The space is the privileged place where high technology activities take place, but also with high risks of failure. Only the States and their space agencies could assume them, or so it was believed. Until the day that one company, SpaceX (founded by the same Elon Musk as Tesla’s electric cars) broke this state monopoly that no one thought should challenge.

In 2017, it became the first space mission operator: 17 against 11 for Ariane Espace (which operates Ariane rockets). Space would thus become an economic and competitive space like any other, with the underlying question: do states have their place in it?

difficult to monetize

The lifespan of a satellite is limited to fifteen years. That’s not much for a big investment. You have to make it profitable right away. Unable to consider your test once released: cannot be fixed. If your mission does not meet the expected (economic) interest, it is a loss. Some will remember the constellation Iridium, which intended to offer a mobile satellite phone to everyone a few years before the GSM boom. Too late, the satellites were in orbit and no longer used for anything (except for the US military).

For a long time it was thought that the size of the investments justified the joint effort of the States, through a single operator, financed by them, that redistributes the industrial benefits to them. The typical example is the European Space Agency (ESA), living in self-sufficiency and comfort until SpaceX arrives. Since then, ESA has had to multiply subcontractors, launch tenders, reduce costs… a familiar refrain from competitive circles. But in space there are also many projects without industrial benefits, except for hypothetical and long-term ones. State intervention is therefore a necessity. It was the case with the Apollo program to conquer the Moon: a financial abyss, but we continue to highlight the consequences in our daily lives.

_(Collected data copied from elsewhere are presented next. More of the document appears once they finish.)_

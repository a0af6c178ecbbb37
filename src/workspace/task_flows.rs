//! Task flows: creation, assignment answers, acknowledgement, and moves.

use super::{Workspace, WorkspaceError, WorkspaceResult};
use crate::{
    identity::domain::User,
    notification::domain::NotificationKind,
    project::domain::ProjectRole,
    task::{
        domain::{Task, TaskId, TaskStatus, TaskUpdate},
        services::{CreateTaskRequest, TransitionOutcome},
    },
    templates::MessageTemplate,
};
use minijinja::context;
use mockable::Clock;
use tracing::{debug, warn};

impl<C> Workspace<C>
where
    C: Clock + Send + Sync + 'static,
{
    /// Creates a task as the session user.
    ///
    /// # Errors
    ///
    /// Returns [`WorkspaceError::Unauthenticated`] without a session,
    /// [`WorkspaceError::Forbidden`] when the session user is not a member of
    /// the project, or the task engine error.
    pub async fn create_task(&self, request: CreateTaskRequest) -> WorkspaceResult<Task> {
        let creator = self.session_user().await?;
        let project_id = request.project_id();
        let project = self.existing_project(project_id).await?;
        if !project.is_member(creator.id()) {
            warn!(user_id = %creator.id(), project_id = %project_id, "refused: not a project member");
            return Err(WorkspaceError::Forbidden {
                action: "create tasks in this project",
            });
        }
        Ok(self.tasks.create_task(&creator.actor(), request).await?)
    }

    /// Accepts a pending task and turns its assignment notice into a read
    /// informational entry.
    ///
    /// # Errors
    ///
    /// Returns [`WorkspaceError::Forbidden`] unless the session user is the
    /// assignee or a project admin.
    pub async fn accept_assigned_task(&self, task_id: TaskId) -> WorkspaceResult<TransitionOutcome> {
        let user = self.session_user().await?;
        let task = self.answerable_task(task_id, &user).await?;
        let outcome = self.tasks.accept_task(&user.actor(), task.id()).await?;
        if let TransitionOutcome::Applied(accepted) = &outcome {
            let message =
                MessageTemplate::TaskAcceptedNotice.render(context! { title => accepted.title() })?;
            self.resolve_assignment_notice(accepted, message, NotificationKind::Info)
                .await?;
        }
        Ok(outcome)
    }

    /// Rejects a pending task and turns its assignment notice into a read
    /// error entry.
    ///
    /// # Errors
    ///
    /// Returns [`WorkspaceError::Forbidden`] unless the session user is the
    /// assignee or a project admin.
    pub async fn reject_assigned_task(
        &self,
        task_id: TaskId,
        reason: &str,
    ) -> WorkspaceResult<TransitionOutcome> {
        let user = self.session_user().await?;
        let task = self.answerable_task(task_id, &user).await?;
        let outcome = self.tasks.reject_task(&user.actor(), task.id(), reason).await?;
        if let TransitionOutcome::Applied(rejected) = &outcome {
            let message =
                MessageTemplate::TaskRejectedNotice.render(context! { title => rejected.title() })?;
            self.resolve_assignment_notice(rejected, message, NotificationKind::Error)
                .await?;
        }
        Ok(outcome)
    }

    /// Acknowledges a rejected task.
    ///
    /// # Errors
    ///
    /// Returns [`WorkspaceError::Forbidden`] unless the session user is an
    /// admin of the task's project.
    pub async fn acknowledge_rejection(&self, task_id: TaskId) -> WorkspaceResult<TransitionOutcome> {
        let user = self.session_user().await?;
        let task = self.existing_task(task_id).await?;
        let role = self
            .projects
            .get_user_role_in_project(task.project_id(), user.id())
            .await?;
        if role != Some(ProjectRole::Admin) {
            warn!(user_id = %user.id(), task_id = %task_id, "refused: not a project admin");
            return Err(WorkspaceError::Forbidden {
                action: "acknowledge rejected tasks",
            });
        }
        Ok(self
            .tasks
            .acknowledge_rejected_task(&user.actor(), task_id)
            .await?)
    }

    /// Moves a task to another board column.
    ///
    /// Project `user`s may only move tasks assigned to them. The move is
    /// logged under the session user's full name.
    ///
    /// # Errors
    ///
    /// Returns [`WorkspaceError::NotAColumn`] for a status outside the
    /// board, or [`WorkspaceError::Forbidden`] when the session user may not
    /// move the task.
    pub async fn move_task(&self, task_id: TaskId, status: TaskStatus) -> WorkspaceResult<Task> {
        let user = self.session_user().await?;
        if !status.is_kanban() {
            return Err(WorkspaceError::NotAColumn(status));
        }
        let task = self.existing_task(task_id).await?;
        let role = self
            .projects
            .get_user_role_in_project(task.project_id(), user.id())
            .await?;
        let allowed = match role {
            Some(ProjectRole::Admin) => true,
            Some(ProjectRole::User) => task.assignee_id() == user.id(),
            None => false,
        };
        if !allowed {
            warn!(user_id = %user.id(), task_id = %task_id, "refused: task move not permitted");
            return Err(WorkspaceError::Forbidden {
                action: "move this task",
            });
        }

        let name = user.full_name();
        self.tasks
            .update_task(
                &user.actor(),
                task_id,
                TaskUpdate::status(status),
                Some(name.as_str()),
            )
            .await?
            .ok_or(WorkspaceError::TaskNotFound(task_id))
    }

    async fn existing_task(&self, task_id: TaskId) -> WorkspaceResult<Task> {
        self.tasks
            .get_task_by_id(task_id)
            .await?
            .ok_or(WorkspaceError::TaskNotFound(task_id))
    }

    async fn answerable_task(&self, task_id: TaskId, user: &User) -> WorkspaceResult<Task> {
        let task = self.existing_task(task_id).await?;
        if task.assignee_id() == user.id() {
            return Ok(task);
        }
        let role = self
            .projects
            .get_user_role_in_project(task.project_id(), user.id())
            .await?;
        if role == Some(ProjectRole::Admin) {
            return Ok(task);
        }
        warn!(user_id = %user.id(), task_id = %task_id, "refused: not the assignee");
        Err(WorkspaceError::Forbidden {
            action: "answer this assignment",
        })
    }

    async fn resolve_assignment_notice(
        &self,
        task: &Task,
        message: String,
        kind: NotificationKind,
    ) -> WorkspaceResult<()> {
        match self.notifications.find_by_task(task.id().into_inner()).await? {
            Some(notice) => {
                self.notifications.resolve(notice.id(), message, kind).await?;
            }
            None => debug!(task_id = %task.id(), "no assignment notice to resolve"),
        }
        Ok(())
    }
}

What limits for the state?

The State must stop where private operators can take over, under penalty of being placed in difficulty, both itself and its public money: field activities linked to space have been competitive for a long time. Galileo is a European project, but it leaves the exploitation of the GPS signal on the ground to the private sector. A state monopoly for space infrastructure and competition for (terrestrial) services seems like a good model. We hear this slogan in other sectors with risky, long-term investments and uncertain demand: fiber for the home (where the state finances its implementation, as in Australia), highways, built by the government (and concessions to the private sector) or the construction of nuclear power plants (no private actor risks this anymore unless they get a guaranteed sale price for government electricity).

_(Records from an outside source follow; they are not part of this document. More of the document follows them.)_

//! Activity-logging capability offered to other contexts.

use crate::project::domain::{ActivityRecord, NewActivity, ProjectId};
use async_trait::async_trait;
use std::sync::Arc;
use thiserror::Error;

/// Result type for activity logging.
pub type ActivityLogResult<T> = Result<T, ActivityLogError>;

/// Appends records to a project's activity feed.
#[async_trait]
pub trait ActivityLog: Send + Sync {
    /// Stamps and appends `activity` to the feed of `project_id`.
    ///
    /// Returns `Ok(None)` when the project does not exist; nothing is
    /// recorded in that case.
    ///
    /// # Errors
    ///
    /// Returns [`ActivityLogError`] when the feed cannot be written.
    async fn record(
        &self,
        project_id: ProjectId,
        activity: NewActivity,
    ) -> ActivityLogResult<Option<ActivityRecord>>;
}

/// Failure to write an activity record.
#[derive(Debug, Clone, Error)]
#[error("activity log failure: {0}")]
pub struct ActivityLogError(pub Arc<dyn std::error::Error + Send + Sync>);

impl ActivityLogError {
    /// Wraps an underlying error.
    pub fn new(err: impl std::error::Error + Send + Sync + 'static) -> Self {
        Self(Arc::new(err))
    }
}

The competition between actors in space, including the State, in all aspects, faces other obstacles. Space actors are very few, because they need a rare highly skilled workforce. They fight over it. However, the competition would like the innovation of one to lead by emulation to the innovation of the other: what can be done if the first one has all the brains? It is necessary to prioritize coordination between the actors in the sector, a trend present in semiconductors, so much so that the values ​​to invest (race with miniaturization, which flirts with the laws of physics, obliges) are colossal.

If a player cannot have the exclusivity of a spatial innovation, it would be unwise to invest. But in the space domain, it’s hard to go it alone. It is the debate between the fair reward for an invention that allows a technological leap and the need to make the accompanying patent available to everyone in the form of a standard. This is the FRAND concept (fair, reasonable and non-discriminatory – fair, reasonable and non-discriminatory: the patent becomes a standard (big sales as a result), but in return, its inventor claims only a low Royals and cannot deny anyone. All smartphones contain the same patents, and when there is a fight between manufacturers over a patent infringement, it is incidental.

Possible compromise?

How to understand SpaceX’s success? At some point, the costs of an entire part of the space industry fall, the technology becomes affordable: competition arrives. Elon Musk warned him about rockets. But there were precedents. Before SpaceX, the first telecommunications satellites were managed by Intelsat or Eutelsat, state-owned organizations. In the early 2000s, they had to transform into commercial players to deal with the arrival of private competitors (SES Astra).

But SpaceX intends to take the place of states in projects that should be reserved for them: the conquest of Mars, with uncertain direct consequences. The step too much? It would be better to combine the genius of Elon Musk with the ability of states to take industrial risks with no return.

To know more: “Moonshots and market failures: the economy of space”; Oxera, November 2017.